Stored items:
--- START ---
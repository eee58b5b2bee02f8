mod common;

use common::{open_db, ALICE, BOB, CAROL};
use linkline_server::error::Error;
use linkline_server::presence::{PresenceRegistry, SessionHandle};
use linkline_server::relay::{OutgoingMessage, Relay, ServerEvent, SessionEvent};
use linkline_server::store::Database;
use std::sync::Arc;

fn relay(db: &Database) -> Relay {
    Relay::new(db.messages(), Arc::new(PresenceRegistry::new()))
}

fn join(email: &str) -> SessionEvent {
    SessionEvent::Join {
        email: email.to_string(),
    }
}

fn send(from: Option<&str>, to: Option<&str>, text: Option<&str>) -> SessionEvent {
    SessionEvent::SendMessage(OutgoingMessage {
        from_email: from.map(str::to_string),
        to_email: to.map(str::to_string),
        message: text.map(str::to_string),
    })
}

#[tokio::test]
async fn test_online_recipient_receives_what_was_persisted() {
    let (_dir, db) = open_db().await;
    let relay = relay(&db);

    let (alice, mut alice_rx) = SessionHandle::channel();
    let (bob, mut bob_rx) = SessionHandle::channel();
    relay.handle(&alice, join(ALICE)).await;
    relay.handle(&bob, join(BOB)).await;

    relay
        .handle(&alice, send(Some(ALICE), Some(BOB), Some("hi")))
        .await;

    let ServerEvent::ReceiveMessage(pushed) = bob_rx.try_recv().unwrap() else {
        panic!("expected receive-message");
    };
    assert_eq!(pushed.from_email, ALICE);
    assert_eq!(pushed.to_email, BOB);
    assert_eq!(pushed.message, "hi");

    let history = relay.history(ALICE, BOB).await.unwrap();
    assert_eq!(history, vec![pushed]);

    // The sender gets neither an echo nor an error.
    assert!(alice_rx.try_recv().is_err());
}

#[tokio::test]
async fn test_offline_recipient_only_sees_history() {
    let (_dir, db) = open_db().await;
    let relay = relay(&db);

    let sent = relay.send(ALICE, BOB, "are you there?").await.unwrap();

    // Bob joins afterwards: nothing is replayed live.
    let (bob, mut bob_rx) = SessionHandle::channel();
    relay.handle(&bob, join(BOB)).await;
    assert!(bob_rx.try_recv().is_err());

    let history = relay.history(BOB, ALICE).await.unwrap();
    assert_eq!(history.len(), 1);
    assert_eq!(history[0], sent);
}

#[tokio::test]
async fn test_history_is_ordered_and_complete() {
    let (_dir, db) = open_db().await;
    let relay = relay(&db);

    let mut sent = Vec::new();
    for i in 0..6 {
        let (from, to) = if i % 2 == 0 { (ALICE, BOB) } else { (BOB, ALICE) };
        sent.push(relay.send(from, to, &format!("message {}", i)).await.unwrap());
    }
    // Unrelated conversation stays out.
    relay.send(ALICE, CAROL, "psst").await.unwrap();

    let history = relay.history(ALICE, BOB).await.unwrap();
    assert_eq!(history.len(), 6);
    assert!(history
        .windows(2)
        .all(|pair| pair[0].timestamp <= pair[1].timestamp));

    let ids: Vec<&str> = history.iter().map(|m| m.id.as_str()).collect();
    let expected: Vec<&str> = sent.iter().map(|m| m.id.as_str()).collect();
    assert_eq!(ids, expected);

    assert_eq!(relay.history(BOB, ALICE).await.unwrap(), history);
}

#[tokio::test]
async fn test_stale_disconnect_keeps_rejoined_session() {
    let (_dir, db) = open_db().await;
    let relay = relay(&db);

    let (old_bob, mut old_rx) = SessionHandle::channel();
    let (new_bob, mut new_rx) = SessionHandle::channel();
    relay.handle(&old_bob, join(BOB)).await;
    relay.handle(&new_bob, join(BOB)).await;

    relay.handle(&old_bob, SessionEvent::Disconnect).await;
    assert!(relay.presence().is_online(BOB));

    relay.send(ALICE, BOB, "still there").await.unwrap();

    assert!(old_rx.try_recv().is_err());
    assert!(matches!(
        new_rx.try_recv().unwrap(),
        ServerEvent::ReceiveMessage(ref m) if m.message == "still there"
    ));

    relay.handle(&new_bob, SessionEvent::Disconnect).await;
    assert!(!relay.presence().is_online(BOB));
}

#[tokio::test]
async fn test_vanished_session_downgrades_to_offline() {
    let (_dir, db) = open_db().await;
    let relay = relay(&db);

    let (bob, bob_rx) = SessionHandle::channel();
    relay.handle(&bob, join(BOB)).await;
    drop(bob_rx);

    let sent = relay.send(ALICE, BOB, "into the void").await.unwrap();
    assert_eq!(relay.history(ALICE, BOB).await.unwrap(), vec![sent]);
}

#[tokio::test]
async fn test_invalid_send_is_reported_to_sender() {
    let (_dir, db) = open_db().await;
    let relay = relay(&db);

    let (alice, mut alice_rx) = SessionHandle::channel();
    relay.handle(&alice, join(ALICE)).await;

    relay.handle(&alice, send(Some(ALICE), None, Some("hi"))).await;

    assert_eq!(
        alice_rx.try_recv().unwrap(),
        ServerEvent::SendFailed {
            error: "All fields are required".to_string()
        }
    );
    assert!(relay.history(ALICE, BOB).await.unwrap().is_empty());
}

#[tokio::test]
async fn test_sender_defaults_to_joined_email() {
    let (_dir, db) = open_db().await;
    let relay = relay(&db);

    let (alice, _alice_rx) = SessionHandle::channel();
    let (bob, mut bob_rx) = SessionHandle::channel();
    relay.handle(&alice, join(ALICE)).await;
    relay.handle(&bob, join(BOB)).await;

    relay.handle(&alice, send(None, Some(BOB), Some("it's me"))).await;

    let ServerEvent::ReceiveMessage(pushed) = bob_rx.try_recv().unwrap() else {
        panic!("expected receive-message");
    };
    assert_eq!(pushed.from_email, ALICE);
}

#[tokio::test]
async fn test_storage_failure_fails_the_send() {
    let (_dir, db) = open_db().await;
    let relay = relay(&db);

    let (alice, mut alice_rx) = SessionHandle::channel();
    let (bob, mut bob_rx) = SessionHandle::channel();
    relay.handle(&alice, join(ALICE)).await;
    relay.handle(&bob, join(BOB)).await;

    db.close().await;

    let err = relay.send(ALICE, BOB, "lost?").await.unwrap_err();
    assert!(matches!(err, Error::Storage(_)), "got {:?}", err);

    relay
        .handle(&alice, send(Some(ALICE), Some(BOB), Some("lost?")))
        .await;
    assert_eq!(
        alice_rx.try_recv().unwrap(),
        ServerEvent::SendFailed {
            error: "Server error".to_string()
        }
    );

    // Nothing reaches Bob when the write did not happen.
    assert!(bob_rx.try_recv().is_err());
}

#[tokio::test]
async fn test_sender_is_the_latest_joined_email() {
    let (_dir, db) = open_db().await;
    let relay = relay(&db);

    let (shared, _shared_rx) = SessionHandle::channel();
    let (bob, mut bob_rx) = SessionHandle::channel();
    relay.handle(&shared, join(ALICE)).await;
    relay.handle(&shared, join(CAROL)).await;
    relay.handle(&bob, join(BOB)).await;

    for _ in 0..5 {
        relay.handle(&shared, send(None, Some(BOB), Some("who am i"))).await;
        let ServerEvent::ReceiveMessage(pushed) = bob_rx.try_recv().unwrap() else {
            panic!("expected receive-message");
        };
        assert_eq!(pushed.from_email, CAROL);
    }
}

#[tokio::test]
async fn test_whitespace_message_is_content() {
    let (_dir, db) = open_db().await;
    let relay = relay(&db);

    let sent = relay.send(ALICE, BOB, "   ").await.unwrap();
    assert_eq!(sent.message, "   ");
    assert_eq!(relay.history(BOB, ALICE).await.unwrap(), vec![sent]);

    let err = relay.send(ALICE, BOB, "").await.unwrap_err();
    assert!(matches!(err, Error::InvalidInput(ref m) if m == "All fields are required"));
}
use crate::config::AppState;
use crate::error::{Error, Result};
use axum::{
    extract::{Query, State},
    Json,
};
use serde::{Deserialize, Serialize};

#[derive(Debug, Deserialize)]
pub struct PresenceQuery {
    pub email: Option<String>,
}

#[derive(Debug, Serialize)]
pub struct PresenceStatus {
    pub email: String,
    pub online: bool,
}

/// GET /presence?email=
pub async fn get_presence(
    State(state): State<AppState>,
    Query(query): Query<PresenceQuery>,
) -> Result<Json<PresenceStatus>> {
    let email = query
        .email
        .filter(|e| !e.trim().is_empty())
        .ok_or_else(|| Error::invalid("User email is required."))?;

    Ok(Json(PresenceStatus {
        online: state.presence.is_online(&email),
        email,
    }))
}
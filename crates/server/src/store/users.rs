//! User directory

use super::is_unique_violation;
use crate::error::{Error, Result};
use crate::models::{NewUser, User, UserUpdate};
use sqlx::SqlitePool;
use tracing::info;
use uuid::Uuid;

type UserRow = (String, String, String, String, Option<String>, Option<String>);

const USER_COLUMNS: &str = "id, email, name, job_title, profile_picture, tags";

fn user_from_row((id, email, name, job_title, profile_picture, tags): UserRow) -> Result<User> {
    let tags = match tags {
        Some(raw) => Some(
            serde_json::from_str::<Vec<String>>(&raw)
                .map_err(|e| Error::Corrupt(format!("tags of {}: {}", email, e)))?,
        ),
        None => None,
    };

    Ok(User {
        id,
        email,
        name,
        job_title,
        profile_picture,
        tags,
    })
}

fn encode_tags(tags: Option<&Vec<String>>) -> Option<String> {
    // Vec<String> always serializes.
    tags.map(|t| serde_json::Value::from(t.clone()).to_string())
}

#[derive(Clone, Copy)]
enum UserKey {
    Id,
    Email,
}

impl UserKey {
    fn column(self) -> &'static str {
        match self {
            UserKey::Id => "id",
            UserKey::Email => "email",
        }
    }
}

fn required(value: Option<String>) -> Option<String> {
    value.filter(|v| !v.trim().is_empty())
}

#[derive(Clone)]
pub struct UserStore {
    pool: SqlitePool,
}

impl UserStore {
    pub fn new(pool: SqlitePool) -> Self {
        Self { pool }
    }

    /// Register a new user. The email must not be taken yet.
    pub async fn create(&self, input: NewUser) -> Result<User> {
        let (Some(email), Some(name), Some(job_title)) = (
            required(input.email),
            required(input.name),
            required(input.job_title),
        ) else {
            return Err(Error::invalid("email, name and jobTitle are required."));
        };

        let user = User {
            id: Uuid::new_v4().to_string(),
            email,
            name,
            job_title,
            profile_picture: input.profile_picture,
            tags: input.tags,
        };

        let inserted = sqlx::query(
            "INSERT INTO users (id, email, name, job_title, profile_picture, tags) VALUES (?, ?, ?, ?, ?, ?)",
        )
        .bind(&user.id)
        .bind(&user.email)
        .bind(&user.name)
        .bind(&user.job_title)
        .bind(&user.profile_picture)
        .bind(encode_tags(user.tags.as_ref()))
        .execute(&self.pool)
        .await;

        match inserted {
            Ok(_) => {
                info!("[Users] Created {} ({})", user.name, user.email);
                Ok(user)
            }
            Err(e) if is_unique_violation(&e) => {
                Err(Error::Conflict("User already exists.".to_string()))
            }
            Err(e) => Err(e.into()),
        }
    }

    pub async fn find_by_email(&self, email: &str) -> Result<Option<User>> {
        let row: Option<UserRow> =
            sqlx::query_as(&format!("SELECT {} FROM users WHERE email = ?", USER_COLUMNS))
                .bind(email)
                .fetch_optional(&self.pool)
                .await?;

        row.map(user_from_row).transpose()
    }

    /// All users in registration order, optionally leaving one email out.
    pub async fn list(&self, exclude: Option<&str>) -> Result<Vec<User>> {
        let rows: Vec<UserRow> = match exclude {
            Some(email) => {
                sqlx::query_as(&format!(
                    "SELECT {} FROM users WHERE email <> ? ORDER BY rowid",
                    USER_COLUMNS
                ))
                .bind(email)
                .fetch_all(&self.pool)
                .await?
            }
            None => {
                sqlx::query_as(&format!("SELECT {} FROM users ORDER BY rowid", USER_COLUMNS))
                    .fetch_all(&self.pool)
                    .await?
            }
        };

        rows.into_iter().map(user_from_row).collect()
    }

    pub async fn find_by_id(&self, id: &str) -> Result<Option<User>> {
        let row: Option<UserRow> =
            sqlx::query_as(&format!("SELECT {} FROM users WHERE id = ?", USER_COLUMNS))
                .bind(id)
                .fetch_optional(&self.pool)
                .await?;

        row.map(user_from_row).transpose()
    }

    /// Overwrite the given profile fields of the user with this email,
    /// leaving the others untouched.
    pub async fn update(&self, email: &str, update: UserUpdate) -> Result<User> {
        self.update_where(UserKey::Email, email, update).await?;
        self.find_by_email(email)
            .await?
            .ok_or_else(|| Error::NotFound("User not found".to_string()))
    }

    /// Same as [`UserStore::update`], addressed by store id.
    pub async fn update_by_id(&self, id: &str, update: UserUpdate) -> Result<User> {
        self.update_where(UserKey::Id, id, update).await?;
        self.find_by_id(id)
            .await?
            .ok_or_else(|| Error::NotFound("User not found".to_string()))
    }

    pub async fn delete_by_id(&self, id: &str) -> Result<()> {
        let result = sqlx::query("DELETE FROM users WHERE id = ?")
            .bind(id)
            .execute(&self.pool)
            .await?;

        if result.rows_affected() == 0 {
            return Err(Error::NotFound("User not found".to_string()));
        }

        info!("[Users] Deleted {}", id);
        Ok(())
    }

    async fn update_where(&self, key: UserKey, value: &str, update: UserUpdate) -> Result<()> {
        if update.is_empty() {
            return Err(Error::invalid("No update fields provided"));
        }

        let result = sqlx::query(&format!(
            r#"
            UPDATE users SET
                name = COALESCE(?, name),
                job_title = COALESCE(?, job_title),
                profile_picture = COALESCE(?, profile_picture),
                tags = COALESCE(?, tags)
            WHERE {} = ?
            "#,
            key.column()
        ))
        .bind(&update.name)
        .bind(&update.job_title)
        .bind(&update.profile_picture)
        .bind(encode_tags(update.tags.as_ref()))
        .bind(value)
        .execute(&self.pool)
        .await?;

        if result.rows_affected() == 0 {
            return Err(Error::NotFound("User not found".to_string()));
        }
        Ok(())
    }
}
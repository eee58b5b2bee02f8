use chrono::{DateTime, Utc};
use serde::{Deserialize, Serialize};
use std::fmt;

/// Shown for users who never uploaded a picture
pub const DEFAULT_PROFILE_PICTURE: &str = "https://plus.unsplash.com/premium_photo-1689568126014-06fea9d5d341?w=500&auto=format&fit=crop&q=60&ixlib=rb-4.1.0&ixid=M3wxMjA3fDB8MHxzZWFyY2h8MXx8cHJvZmlsZXxlbnwwfHwwfHx8MA%3D%3D";

/// Shown for users who never set any tags
pub const DEFAULT_TAGS: [&str; 4] = [
    "MERN Stack Developer",
    "Full Stack Developer",
    "Frontend Developer",
    "Backend Developer",
];

/// User record in the directory
#[derive(Debug, Clone, PartialEq, Eq, Serialize, Deserialize)]
#[serde(rename_all = "camelCase")]
pub struct User {
    pub id: String,
    pub email: String,
    pub name: String,
    pub job_title: String,
    #[serde(skip_serializing_if = "Option::is_none")]
    pub profile_picture: Option<String>,
    #[serde(skip_serializing_if = "Option::is_none")]
    pub tags: Option<Vec<String>>,
}

/// Input for creating a user. Fields are optional so missing ones can be
/// reported as a validation error instead of a body rejection.
#[derive(Debug, Clone, Default, Deserialize)]
#[serde(rename_all = "camelCase")]
pub struct NewUser {
    pub email: Option<String>,
    pub name: Option<String>,
    pub job_title: Option<String>,
    pub profile_picture: Option<String>,
    pub tags: Option<Vec<String>>,
}

impl NewUser {
    pub fn new(
        email: impl Into<String>,
        name: impl Into<String>,
        job_title: impl Into<String>,
    ) -> Self {
        Self {
            email: Some(email.into()),
            name: Some(name.into()),
            job_title: Some(job_title.into()),
            ..Default::default()
        }
    }

    pub fn with_tags(mut self, tags: Vec<String>) -> Self {
        self.tags = Some(tags);
        self
    }

    pub fn with_profile_picture(mut self, url: impl Into<String>) -> Self {
        self.profile_picture = Some(url.into());
        self
    }
}

/// Partial update of a user's profile fields
#[derive(Debug, Clone, Default, Deserialize)]
#[serde(rename_all = "camelCase")]
pub struct UserUpdate {
    pub name: Option<String>,
    pub job_title: Option<String>,
    pub profile_picture: Option<String>,
    pub tags: Option<Vec<String>>,
}

impl UserUpdate {
    pub fn is_empty(&self) -> bool {
        self.name.is_none()
            && self.job_title.is_none()
            && self.profile_picture.is_none()
            && self.tags.is_none()
    }
}

/// The profile fields other users get to see next to a connection
#[derive(Debug, Clone, PartialEq, Eq, Serialize, Deserialize)]
#[serde(rename_all = "camelCase")]
pub struct PublicProfile {
    pub email: String,
    pub name: String,
    pub job_title: String,
}

/// Directory entry offered as a new connection, with fallbacks applied
#[derive(Debug, Clone, PartialEq, Eq, Serialize, Deserialize)]
#[serde(rename_all = "camelCase")]
pub struct SuggestedUser {
    pub id: String,
    pub email: String,
    pub name: String,
    pub profile_picture: String,
    pub tags: Vec<String>,
}

impl From<User> for SuggestedUser {
    fn from(user: User) -> Self {
        Self {
            id: user.id,
            email: user.email,
            name: user.name,
            profile_picture: user
                .profile_picture
                .unwrap_or_else(|| DEFAULT_PROFILE_PICTURE.to_string()),
            tags: user
                .tags
                .unwrap_or_else(|| DEFAULT_TAGS.iter().map(|t| t.to_string()).collect()),
        }
    }
}

/// Connection status. `Accepted` and `Ignored` are terminal.
#[derive(Debug, Clone, Copy, PartialEq, Eq, Serialize, Deserialize, sqlx::Type)]
#[serde(rename_all = "lowercase")]
#[sqlx(rename_all = "lowercase")]
pub enum ConnectionStatus {
    Pending,
    Accepted,
    Ignored,
}

impl ConnectionStatus {
    pub fn as_str(&self) -> &'static str {
        match self {
            ConnectionStatus::Pending => "pending",
            ConnectionStatus::Accepted => "accepted",
            ConnectionStatus::Ignored => "ignored",
        }
    }

    pub fn is_terminal(&self) -> bool {
        !matches!(self, ConnectionStatus::Pending)
    }
}

impl fmt::Display for ConnectionStatus {
    fn fmt(&self, f: &mut fmt::Formatter<'_>) -> fmt::Result {
        f.write_str(self.as_str())
    }
}

/// Connection edge between two users
#[derive(Debug, Clone, PartialEq, Eq, Serialize, Deserialize)]
#[serde(rename_all = "camelCase")]
pub struct Connection {
    pub id: String,
    pub requester_email: String,
    pub recipient_email: String,
    pub status: ConnectionStatus,
    pub created_at: DateTime<Utc>,
    pub updated_at: Option<DateTime<Utc>>,
}

impl Connection {
    /// The party on the other side of the edge from `email`
    pub fn counterpart(&self, email: &str) -> &str {
        if self.requester_email == email {
            &self.recipient_email
        } else {
            &self.requester_email
        }
    }
}

/// Pending connection addressed to the viewer, with the requester's profile
#[derive(Debug, Clone, PartialEq, Eq, Serialize, Deserialize)]
pub struct Invitation {
    pub id: String,
    pub user: PublicProfile,
}

/// A direct message
#[derive(Debug, Clone, PartialEq, Eq, Serialize, Deserialize)]
#[serde(rename_all = "camelCase")]
pub struct Message {
    pub id: String,
    pub from_email: String,
    pub to_email: String,
    pub message: String,
    pub timestamp: DateTime<Utc>,
}
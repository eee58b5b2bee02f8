use crate::error::Error;
use axum::extract::{rejection::JsonRejection, FromRequest, Request};
use axum::Json;

/// `Json<T>` whose rejection is an [`Error`], so a bad body gets the same
/// `400 {"error": ...}` as any other invalid input.
#[derive(Debug, Clone, Copy, Default)]
pub struct JsonBody<T>(pub T);

impl<S, T> FromRequest<S> for JsonBody<T>
where
    Json<T>: FromRequest<S, Rejection = JsonRejection>,
    S: Send + Sync,
{
    type Rejection = Error;

    async fn from_request(req: Request, state: &S) -> Result<Self, Self::Rejection> {
        let Json(value) = Json::<T>::from_request(req, state).await?;
        Ok(Self(value))
    }
}
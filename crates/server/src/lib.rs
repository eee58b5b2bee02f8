//! Linkline Server Library
//!
//! Connection requests between users (pending / accepted / ignored), suggested
//! users, and a direct-message relay that persists every message and pushes
//! it live to recipients who are online.

pub mod config;
pub mod connections;
pub mod error;
pub mod handlers;
pub mod models;
pub mod presence;
pub mod relay;
pub mod store;

use anyhow::Context;
use axum::{
    routing::{get, post, put},
    Router,
};
use http::{header, HeaderValue, Method};
use tower_http::cors::CorsLayer;
use tower_http::trace::TraceLayer;
use tracing::info;
use tracing_subscriber::{EnvFilter, FmtSubscriber};

use config::{AppState, ServerConfig};
use handlers::{
    create_user, delete_user, get_messages, get_presence, get_user_by_email, list_all_users,
    list_invitations, list_users, my_connections, patch_user, post_message,
    respond_to_invitation, send_connection_request, session_ws, suggested_users, update_user,
};
use store::Database;

/// Routes of the API, without CORS or tracing layers.
pub fn router(state: AppState) -> Router {
    let api = Router::new()
        // Connections
        .route("/connections", post(send_connection_request))
        .route("/connections/invitations", get(list_invitations))
        .route("/connections/invitation/{id}", post(respond_to_invitation))
        .route("/connections/suggested", get(suggested_users))
        .route("/connections/my-connections", get(my_connections))
        // Messages
        .route("/messages", get(get_messages).post(post_message))
        // User directory
        .route("/users", get(list_users).post(create_user))
        .route("/allUsers", get(list_all_users))
        .route("/users/email/{email}", get(get_user_by_email))
        // PUT takes an email, PATCH and DELETE take a store id
        .route(
            "/users/{user}",
            put(update_user).patch(patch_user).delete(delete_user),
        )
        // Presence and live sessions
        .route("/presence", get(get_presence))
        .route("/ws", get(session_ws));

    Router::new()
        .route("/", get(health_check))
        .route("/health", get(health_check))
        .nest("/v1", api)
        .with_state(state)
}

pub async fn run() -> anyhow::Result<()> {
    // Initialize tracing
    let filter = EnvFilter::try_from_default_env().unwrap_or_else(|_| EnvFilter::new("info"));
    let subscriber = FmtSubscriber::builder().with_env_filter(filter).finish();
    if tracing::subscriber::set_global_default(subscriber).is_err() {
        // Already set, ignore
    }

    let config = ServerConfig::from_env();

    info!("=== Linkline Server ===");
    info!("Database: {}", config.database_url);

    let db = Database::open(&config.database_url, config.max_connections)
        .await
        .context("Failed to open database")?;

    let cors = CorsLayer::new()
        .allow_origin(
            config
                .cors_origin
                .parse::<HeaderValue>()
                .context("Invalid CORS_ORIGIN")?,
        )
        .allow_methods([Method::GET, Method::POST, Method::PUT])
        .allow_headers([header::CONTENT_TYPE])
        .allow_credentials(true);

    let addr = config.bind_addr;
    let state = AppState::new(config, &db);

    let app = router(state)
        .layer(cors)
        .layer(TraceLayer::new_for_http());

    let listener = tokio::net::TcpListener::bind(addr).await?;
    info!("Server running on http://{}", addr);
    axum::serve(listener, app).await?;

    db.close().await;
    Ok(())
}

async fn health_check() -> &'static str {
    "OK - Linkline Server"
}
--- END ---
Show, from the entries above, every line that includes the string "config".

use crate::config::AppState;
pub mod config;
use config::{AppState, ServerConfig};
    let config = ServerConfig::from_env();
    info!("Database: {}", config.database_url);
    let db = Database::open(&config.database_url, config.max_connections)
            config
    let addr = config.bind_addr;
    let state = AppState::new(config, &db);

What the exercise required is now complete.